Ghislaine Maxwell protégée par les autorités françaises ?
Il est connu que Jeffrey Epstein possédait un somptueux pied-à-terre à Paris, à deux pas des Champs-Élysées, et qu’il fut arrêté, en juillet dernier, alors qu’il revenait de la capitale française. En outre, l’intendant parisien d’Epstein a évoqué les visites « de ministres en fonction aujourd’hui ou ayant appartenu à des gouvernements passés » comme le rapportait France Info le 30 août 2019 : « Parmi eux figure Jack Lang […] qui a convié Jeffrey Epstein en mars 2019 aux célébrations des 30 ans de la pyramide du Louvre. Les deux hommes se sont rencontrés il y a plusieurs années lors d’un dîner organisé en l’honneur de Woody Allen.»
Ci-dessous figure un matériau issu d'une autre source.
#[tokio::test]
async fn test_unauthenticated_request_rejected() {
    let app = TestApp::new().await;

    let response = app.execute("{ subjects { id } }", None).await;
    assert_eq!(error_code(&response), "UNAUTHORIZED");

    let response = app.execute("{ me { id } }", None).await;
    assert_eq!(error_code(&response), "UNAUTHORIZED");
}

#[tokio::test]
async fn test_me_returns_caller() {
    let app = TestApp::new().await;

    let response = app.execute("{ me { id githubId isAdmin } }", Some(&app.student)).await;
    assert_eq!(
        response["data"]["me"],
        json!({ "id": app.student.id, "githubId": "alice", "isAdmin": false })
    );
}

#[tokio::test]
async fn test_missing_course_permission_forbidden() {
    let app = TestApp::new().await;
    let query = format!(
        r#"mutation {{ createAssignment(input: {{ courseId: "{}", title: "TP2" }}) {{ success }} }}"#,
        app.course_id
    );

    let response = app.execute(&query, Some(&app.student)).await;
    assert_eq!(error_code(&response), "FORBIDDEN");

    let response = app.execute(&query, Some(&app.professor)).await;
    assert_eq!(response["data"]["createAssignment"]["success"], json!(true));
}

#[tokio::test]
async fn test_admin_only_mutation_forbidden_for_members() {
    let app = TestApp::new().await;
    let query = r#"mutation { createSubject(input: { code: "9999", name: "X" }) { success } }"#;

    let response = app.execute(query, Some(&app.professor)).await;
    assert_eq!(error_code(&response), "FORBIDDEN");

    let response = app.execute(query, Some(&app.admin)).await;
    assert_eq!(response["data"]["createSubject"]["success"], json!(true));
}

#[tokio::test]
async fn test_assignment_dates_validated() {
    let app = TestApp::new().await;
    let query = format!(
        r#"mutation {{ createAssignment(input: {{
            courseId: "{}", title: "TP2",
            startDate: "2026-05-10T00:00:00Z", endDate: "2026-05-01T00:00:00Z"
        }}) {{ success }} }}"#,
        app.course_id
    );

    let response = app.execute(&query, Some(&app.professor)).await;
    assert_eq!(error_code(&response), "BAD_USER_INPUT");
}

#[tokio::test]
async fn test_late_submission_rejected() {
    let app = TestApp::new().await;
    let assignment_id = app.assignment(Utc::now() - Duration::days(1), false).await;
    let query = format!(
        r#"mutation {{ createSubmission(input: {{
            assignmentId: "{}", pullRequestUrl: "https://github.com/fiuba-algo2/tp1-alice/pull/1"
        }}) {{ success error submission {{ id }} }} }}"#,
        assignment_id
    );

    let response = app.execute(&query, Some(&app.student)).await;
    let payload = &response["data"]["createSubmission"];
    assert_eq!(payload["success"], json!(false));
    assert_eq!(payload["submission"], Value::Null);
    assert!(payload["error"].as_str().unwrap().contains("deadline"));
}

#[tokio::test]
async fn test_late_submission_allowed_when_enabled() {
    let app = TestApp::new().await;
    let assignment_id = app.assignment(Utc::now() - Duration::days(1), true).await;
    let query = format!(
        r#"mutation {{ createSubmission(input: {{
            assignmentId: "{}", pullRequestUrl: "https://github.com/fiuba-algo2/tp1-alice/pull/1"
        }}) {{ success }} }}"#,
        assignment_id
    );

    let response = app.execute(&query, Some(&app.student)).await;
    assert_eq!(response["data"]["createSubmission"]["success"], json!(true));
}

#[tokio::test]
async fn test_submit_resubmit_and_review() {
    let app = TestApp::new().await;
    let assignment_id = app.assignment(Utc::now() + Duration::days(7), false).await;
    let submit = format!(
        r#"mutation {{ createSubmission(input: {{
            assignmentId: "{}", pullRequestUrl: "https://github.com/fiuba-algo2/tp1-alice/pull/1"
        }}) {{ success error submission {{ id submitterUserId }} }} }}"#,
        assignment_id
    );

    let response = app.execute(&submit, Some(&app.student)).await;
    let payload = &response["data"]["createSubmission"];
    assert_eq!(payload["success"], json!(true));
    assert_eq!(payload["submission"]["submitterUserId"], json!(app.student.id));
    let submission_id = payload["submission"]["id"].as_str().unwrap().to_string();

    // Second hand-in must go through resubmit
    let response = app.execute(&submit, Some(&app.student)).await;
    assert_eq!(response["data"]["createSubmission"]["success"], json!(false));

    // Students only see their own submissions
    let list = format!(r#"{{ submissions(assignmentId: "{}") {{ id }} }}"#, assignment_id);
    let response = app.execute(&list, Some(&app.other_student)).await;
    assert_eq!(response["data"]["submissions"], json!([]));
    let response = app.execute(&list, Some(&app.professor)).await;
    assert_eq!(response["data"]["submissions"], json!([{ "id": submission_id }]));

    let review = format!(
        r#"mutation {{ createReview(input: {{ submissionId: "{}", grade: 4, revisionRequested: true }}) {{
            success review {{ id grade reviewedAgainAt }}
        }} }}"#,
        submission_id
    );
    let response = app.execute(&review, Some(&app.student)).await;
    assert_eq!(error_code(&response), "FORBIDDEN");

    let response = app.execute(&review, Some(&app.professor)).await;
    let payload = &response["data"]["createReview"];
    assert_eq!(payload["success"], json!(true));
    assert_eq!(payload["review"]["grade"], json!(4));
    assert_eq!(payload["review"]["reviewedAgainAt"], Value::Null);
    let review_id = payload["review"]["id"].as_str().unwrap().to_string();

    let resubmit = format!(
        r#"mutation {{ resubmit(id: "{}") {{ success submission {{ submittedAgainAt }} }} }}"#,
        submission_id
    );
    let response = app.execute(&resubmit, Some(&app.other_student)).await;
    assert_eq!(error_code(&response), "FORBIDDEN");

    let response = app.execute(&resubmit, Some(&app.student)).await;
    assert_eq!(response["data"]["resubmit"]["success"], json!(true));
    assert!(response["data"]["resubmit"]["submission"]["submittedAgainAt"].is_string());

    let update = format!(
        r#"mutation {{ updateReview(id: "{}", input: {{ grade: 8, revisionRequested: false }}) {{
            success review {{ grade revisionRequested reviewedAgainAt }}
        }} }}"#,
        review_id
    );
    let response = app.execute(&update, Some(&app.professor)).await;
    let payload = &response["data"]["updateReview"]["review"];
    assert_eq!(payload["grade"], json!(8));
    assert_eq!(payload["revisionRequested"], json!(false));
    assert!(payload["reviewedAgainAt"].is_string());
}

#[tokio::test]
async fn test_grade_out_of_range_rejected() {
    let app = TestApp::new().await;
    let assignment_id = app.assignment(Utc::now() + Duration::days(7), false).await;
    let submit = format!(
        r#"mutation {{ createSubmission(input: {{
            assignmentId: "{}", pullRequestUrl: "https://github.com/fiuba-algo2/tp1-alice/pull/1"
        }}) {{ submission {{ id }} }} }}"#,
        assignment_id
    );
    let response = app.execute(&submit, Some(&app.student)).await;
    let submission_id = response["data"]["createSubmission"]["submission"]["id"]
        .as_str()
        .unwrap()
        .to_string();

    let review = format!(
        r#"mutation {{ createReview(input: {{ submissionId: "{}", grade: 11 }}) {{ success }} }}"#,
        submission_id
    );
    let response = app.execute(&review, Some(&app.professor)).await;
    assert_eq!(error_code(&response), "BAD_USER_INPUT");
}

#[tokio::test]
async fn test_group_assignment_requires_group() {
    let app = TestApp::new().await;
    let assignment_id = app
        .db
        .assignments()
        .create(CreateAssignment {
            course_id: app.course_id.clone(),
            title: "TP2".to_string(),
            description: None,
            link: None,
            start_date: None,
            end_date: None,
            allow_late_submissions: false,
            is_group: true,
        })
        .await
        .unwrap()
        .id;
    let submit = format!(
        r#"mutation {{ createSubmission(input: {{
            assignmentId: "{}", pullRequestUrl: "https://github.com/fiuba-algo2/tp2-g1/pull/3"
        }}) {{ success error submission {{ submitterGroupId }} }} }}"#,
        assignment_id
    );

    let response = app.execute(&submit, Some(&app.student)).await;
    assert_eq!(response["data"]["createSubmission"]["success"], json!(false));

    let create_group = format!(
        r#"mutation {{ createGroup(input: {{ courseId: "{}", name: "Grupo 1", userIds: ["{}", "{}"] }}) {{
            success group {{ id participants {{ userId }} }}
        }} }}"#,
        app.course_id, app.student.id, app.other_student.id
    );
    let response = app.execute(&create_group, Some(&app.professor)).await;
    let group = &response["data"]["createGroup"]["group"];
    assert_eq!(group["participants"].as_array().unwrap().len(), 2);
    let group_id = group["id"].as_str().unwrap().to_string();

    let response = app.execute(&submit, Some(&app.student)).await;
    let payload = &response["data"]["createSubmission"];
    assert_eq!(payload["success"], json!(true));
    assert_eq!(payload["submission"]["submitterGroupId"], json!(group_id));

    // The group already handed it in
    let response = app.execute(&submit, Some(&app.other_student)).await;
    assert_eq!(response["data"]["createSubmission"]["success"], json!(false));
}

#[tokio::test]
async fn test_create_repositories_persists_created() {
    let app = TestApp::with_github(FakeGithub::new().fail_create("tp-bob")).await;
    let query = format!(
        r#"mutation {{ createRepositories(input: {{
            courseId: "{course}",
            adminIds: ["{prof}"],
            repositories: [
                {{ name: "tp-alice", studentIds: ["{alice}"] }},
                {{ name: "tp-bob", studentIds: ["{bob}"] }}
            ]
        }}) {{
            success error
            successful {{ name status remoteId }}
            partiallyFailed {{ name }}
            failed {{ name status remoteId }}
            repositories {{ name userIds courseId }}
        }} }}"#,
        course = app.course_id,
        prof = app.professor.id,
        alice = app.student.id,
        bob = app.other_student.id,
    );

    let response = app.execute(&query, Some(&app.professor)).await;
    let payload = &response["data"]["createRepositories"];

    assert_eq!(payload["success"], json!(false));
    assert!(payload["error"].is_string());
    assert_eq!(payload["successful"][0]["name"], json!("tp-alice"));
    assert_eq!(payload["successful"][0]["status"], json!("CREATED"));
    assert_eq!(payload["partiallyFailed"], json!([]));
    assert_eq!(
        payload["failed"],
        json!([{ "name": "tp-bob", "status": "FAILED_ON_CREATE", "remoteId": null }])
    );
    assert_eq!(
        payload["repositories"],
        json!([{ "name": "tp-alice", "userIds": [app.student.id], "courseId": app.course_id }])
    );

    // Collaborators were resolved to GitHub logins
    let mut logins: Vec<String> = app
        .github
        .collaborators_of("tp-alice")
        .into_iter()
        .map(|(login, _)| login)
        .collect();
    logins.sort();
    assert_eq!(logins, vec!["alice".to_string(), "prof".to_string()]);

    let stored = app.db.repositories().list_by_course(&app.course_id).await.unwrap();
    assert_eq!(stored.len(), 1);
    assert_eq!(stored[0].name, "tp-alice");
}

#[tokio::test]
async fn test_create_repositories_persists_partially_failed() {
    let app = TestApp::with_github(FakeGithub::new().fail_collaborator("tp-alice", "alice")).await;
    let query = format!(
        r#"mutation {{ createRepositories(input: {{
            courseId: "{course}",
            adminIds: ["{prof}"],
            repositories: [{{ name: "tp-alice", studentIds: ["{alice}"] }}]
        }}) {{
            success error
            successful {{ name }}
            partiallyFailed {{ name status failedCollaboratorUsernames }}
            repositories {{ name userIds }}
        }} }}"#,
        course = app.course_id,
        prof = app.professor.id,
        alice = app.student.id,
    );

    let response = app.execute(&query, Some(&app.professor)).await;
    let payload = &response["data"]["createRepositories"];

    assert_eq!(payload["success"], json!(false));
    assert!(payload["error"].is_string());
    assert_eq!(payload["successful"], json!([]));
    assert_eq!(
        payload["partiallyFailed"],
        json!([{
            "name": "tp-alice",
            "status": "CREATED_FAILED_ADDING_COLLABORATOR",
            "failedCollaboratorUsernames": ["alice"]
        }])
    );
    assert_eq!(
        payload["repositories"],
        json!([{ "name": "tp-alice", "userIds": [app.student.id] }])
    );

    let stored = app.db.repositories().list_by_course(&app.course_id).await.unwrap();
    assert_eq!(stored.len(), 1);
    assert_eq!(
        app.db.repositories().list_user_ids(&stored[0].id).await.unwrap(),
        vec![app.student.id.clone()]
    );
}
Jack Lang est un homme politique bien connu en France. Membre du Parti socialiste, reconduit à la présidence de l’Institut du monde arabe à Paris par Emmanuel Macron, il a été à plusieurs reprises ministre de l’Éducation nationale et de la Culture. Jack Lang, dont la fille Caroline Lang figure dans le Livre noir, était également un proche de Robert Maxwell. Il avait appuyé son introduction en France, à la fin des années 80. Cet appui, mais aussi celui de Jacques Attali qui était alors le « sherpa » du président François Mitterrand et qui allait devenir le parrain en politique d’Emmanuel Macron, avait permis à l’époque à Robert Maxwell de devenir le deuxième actionnaire de TF1, la première chaîne française de télévision ainsi que l’actionnaire majoritaire de la société édificatrice de la Grande Arche de la Défense.
Parmi les appuis dans la haute société parisienne apparaissent également dans le Livre noir d’Epstein Alberto et Linda Pinto, les architectes d’intérieurs préférés de Jeffrey Epstein qui ont également aménagé les appartements privés de l’Élysée, le palais présidentiel, du temps du président Jacques Chirac. À Paris, les Pinto ont pignon sur rue. Leur cabinet est situé au 11, rue d’Aboukir dans le IIe arrondissement et Linda Pinto vit aujourd’hui Quai d’Orsay dans le très chic VIIe arrondissement de Paris. Notons enfin que figure dans le Livre noir, à la rubrique concernant le volet le plus explosif de l’affaire Epstein, à savoir Little Saint-James, l’ «île de la pédophilie», l’influent Madison Cox, actionnaire du Monde, le quotidien français de référence, par ailleurs « veuf » de Pierre Bergé, patron d’Yves Saint Laurent, grand argentier de la gauche française et soutien d’Emmanuel Macron.